• Work request: Go to the line holding "let policy = self.resolver.resolve(&payload.creator_groups);" in the entries below and write out exactly every line down to and including the line holding "let mut status".

Source data
+---+
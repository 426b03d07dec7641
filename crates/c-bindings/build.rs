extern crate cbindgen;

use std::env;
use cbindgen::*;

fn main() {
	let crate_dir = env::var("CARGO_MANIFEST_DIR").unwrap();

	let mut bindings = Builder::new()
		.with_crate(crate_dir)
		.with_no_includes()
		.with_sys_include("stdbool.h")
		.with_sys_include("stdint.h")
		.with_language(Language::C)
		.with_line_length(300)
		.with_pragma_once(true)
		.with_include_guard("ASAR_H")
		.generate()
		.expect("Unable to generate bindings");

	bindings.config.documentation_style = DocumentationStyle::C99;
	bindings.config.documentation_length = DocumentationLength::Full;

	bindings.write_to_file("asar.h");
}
+---+
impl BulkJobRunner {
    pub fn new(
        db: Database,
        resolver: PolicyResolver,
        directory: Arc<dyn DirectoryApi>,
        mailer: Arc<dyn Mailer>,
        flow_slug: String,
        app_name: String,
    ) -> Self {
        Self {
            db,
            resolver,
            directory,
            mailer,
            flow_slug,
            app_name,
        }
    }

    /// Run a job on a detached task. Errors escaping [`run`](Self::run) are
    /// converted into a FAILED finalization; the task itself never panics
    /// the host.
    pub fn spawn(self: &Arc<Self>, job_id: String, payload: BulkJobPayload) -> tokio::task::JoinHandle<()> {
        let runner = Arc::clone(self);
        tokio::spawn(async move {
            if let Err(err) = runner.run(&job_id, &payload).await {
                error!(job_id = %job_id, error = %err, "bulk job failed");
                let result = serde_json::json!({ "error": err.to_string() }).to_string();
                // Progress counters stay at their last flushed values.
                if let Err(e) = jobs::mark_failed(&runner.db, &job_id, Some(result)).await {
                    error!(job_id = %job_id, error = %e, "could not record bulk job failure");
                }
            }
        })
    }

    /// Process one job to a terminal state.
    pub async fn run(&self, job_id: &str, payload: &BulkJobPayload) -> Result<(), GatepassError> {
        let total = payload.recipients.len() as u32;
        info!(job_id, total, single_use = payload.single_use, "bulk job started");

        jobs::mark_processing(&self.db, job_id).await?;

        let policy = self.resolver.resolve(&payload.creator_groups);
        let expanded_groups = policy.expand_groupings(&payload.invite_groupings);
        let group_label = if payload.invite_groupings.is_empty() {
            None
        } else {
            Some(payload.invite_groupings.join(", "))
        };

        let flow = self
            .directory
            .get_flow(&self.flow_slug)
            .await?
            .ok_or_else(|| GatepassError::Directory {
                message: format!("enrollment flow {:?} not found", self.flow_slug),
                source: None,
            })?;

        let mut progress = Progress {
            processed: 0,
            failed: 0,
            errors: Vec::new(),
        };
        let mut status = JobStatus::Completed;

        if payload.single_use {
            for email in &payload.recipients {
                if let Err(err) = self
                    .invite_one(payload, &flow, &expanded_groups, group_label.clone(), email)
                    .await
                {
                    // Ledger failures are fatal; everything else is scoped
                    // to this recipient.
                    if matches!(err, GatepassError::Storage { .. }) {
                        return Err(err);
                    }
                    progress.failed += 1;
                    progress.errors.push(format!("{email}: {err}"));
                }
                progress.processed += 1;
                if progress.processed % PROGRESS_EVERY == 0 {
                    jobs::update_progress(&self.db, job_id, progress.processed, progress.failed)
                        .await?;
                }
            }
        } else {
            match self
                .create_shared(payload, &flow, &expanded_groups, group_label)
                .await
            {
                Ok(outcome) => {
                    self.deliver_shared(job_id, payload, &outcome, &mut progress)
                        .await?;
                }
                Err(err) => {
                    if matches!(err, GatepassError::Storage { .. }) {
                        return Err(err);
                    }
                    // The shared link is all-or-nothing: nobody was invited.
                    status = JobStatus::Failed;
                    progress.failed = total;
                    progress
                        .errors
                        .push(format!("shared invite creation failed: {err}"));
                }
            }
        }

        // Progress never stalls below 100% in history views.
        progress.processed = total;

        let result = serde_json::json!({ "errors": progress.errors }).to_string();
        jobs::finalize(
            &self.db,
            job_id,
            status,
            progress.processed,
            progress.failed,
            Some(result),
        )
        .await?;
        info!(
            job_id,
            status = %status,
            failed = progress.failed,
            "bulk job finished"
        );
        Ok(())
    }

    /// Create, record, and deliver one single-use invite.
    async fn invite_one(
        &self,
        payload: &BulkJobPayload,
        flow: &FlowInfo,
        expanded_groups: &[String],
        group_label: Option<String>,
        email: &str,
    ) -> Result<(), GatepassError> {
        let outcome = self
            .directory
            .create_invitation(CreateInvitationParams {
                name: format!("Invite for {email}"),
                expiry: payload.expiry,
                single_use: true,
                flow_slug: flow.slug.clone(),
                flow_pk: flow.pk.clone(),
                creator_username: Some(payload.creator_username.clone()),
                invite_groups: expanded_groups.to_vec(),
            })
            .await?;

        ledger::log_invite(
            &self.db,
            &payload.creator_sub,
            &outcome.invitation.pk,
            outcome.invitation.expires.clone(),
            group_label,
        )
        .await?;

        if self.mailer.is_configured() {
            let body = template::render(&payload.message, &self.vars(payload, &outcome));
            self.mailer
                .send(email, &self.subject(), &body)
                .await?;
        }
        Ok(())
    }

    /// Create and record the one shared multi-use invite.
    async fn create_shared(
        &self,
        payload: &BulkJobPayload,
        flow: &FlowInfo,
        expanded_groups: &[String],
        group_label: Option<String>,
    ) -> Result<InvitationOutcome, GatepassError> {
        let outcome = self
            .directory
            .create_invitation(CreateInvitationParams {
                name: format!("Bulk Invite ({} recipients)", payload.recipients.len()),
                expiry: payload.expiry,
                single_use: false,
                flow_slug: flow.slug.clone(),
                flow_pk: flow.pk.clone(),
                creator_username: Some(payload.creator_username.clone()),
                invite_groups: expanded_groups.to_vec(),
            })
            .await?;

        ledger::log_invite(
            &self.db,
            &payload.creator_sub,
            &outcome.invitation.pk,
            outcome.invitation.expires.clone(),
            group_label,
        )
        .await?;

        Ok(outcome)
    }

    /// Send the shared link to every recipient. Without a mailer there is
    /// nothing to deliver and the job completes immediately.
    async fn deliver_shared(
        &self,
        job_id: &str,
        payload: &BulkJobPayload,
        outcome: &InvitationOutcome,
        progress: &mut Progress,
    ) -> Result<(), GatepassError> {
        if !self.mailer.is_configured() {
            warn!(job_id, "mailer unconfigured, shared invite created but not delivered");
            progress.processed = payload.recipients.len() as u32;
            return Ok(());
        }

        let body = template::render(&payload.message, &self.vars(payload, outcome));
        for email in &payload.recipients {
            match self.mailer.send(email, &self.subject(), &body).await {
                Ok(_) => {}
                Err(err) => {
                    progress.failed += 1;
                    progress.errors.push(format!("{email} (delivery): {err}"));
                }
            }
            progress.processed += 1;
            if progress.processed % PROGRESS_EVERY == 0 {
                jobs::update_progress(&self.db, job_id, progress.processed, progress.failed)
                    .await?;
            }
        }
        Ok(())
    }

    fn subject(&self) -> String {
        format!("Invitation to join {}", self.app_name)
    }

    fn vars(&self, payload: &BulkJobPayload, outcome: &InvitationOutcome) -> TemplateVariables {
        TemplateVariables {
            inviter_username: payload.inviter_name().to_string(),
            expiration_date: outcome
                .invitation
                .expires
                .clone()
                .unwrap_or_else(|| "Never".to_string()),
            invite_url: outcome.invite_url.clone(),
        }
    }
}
+---+
• Written solution:
        let policy = self.resolver.resolve(&payload.creator_groups);
        let expanded_groups = policy.expand_groupings(&payload.invite_groupings);
        let group_label = if payload.invite_groupings.is_empty() {
            None
        } else {
            Some(payload.invite_groupings.join(", "))
        };

        let flow = self
            .directory
            .get_flow(&self.flow_slug)
            .await?
            .ok_or_else(|| GatepassError::Directory {
                message: format!("enrollment flow {:?} not found", self.flow_slug),
                source: None,
            })?;

        let mut progress = Progress {
            processed: 0,
            failed: 0,
            errors: Vec::new(),
        };
        let mut status = JobStatus::Completed;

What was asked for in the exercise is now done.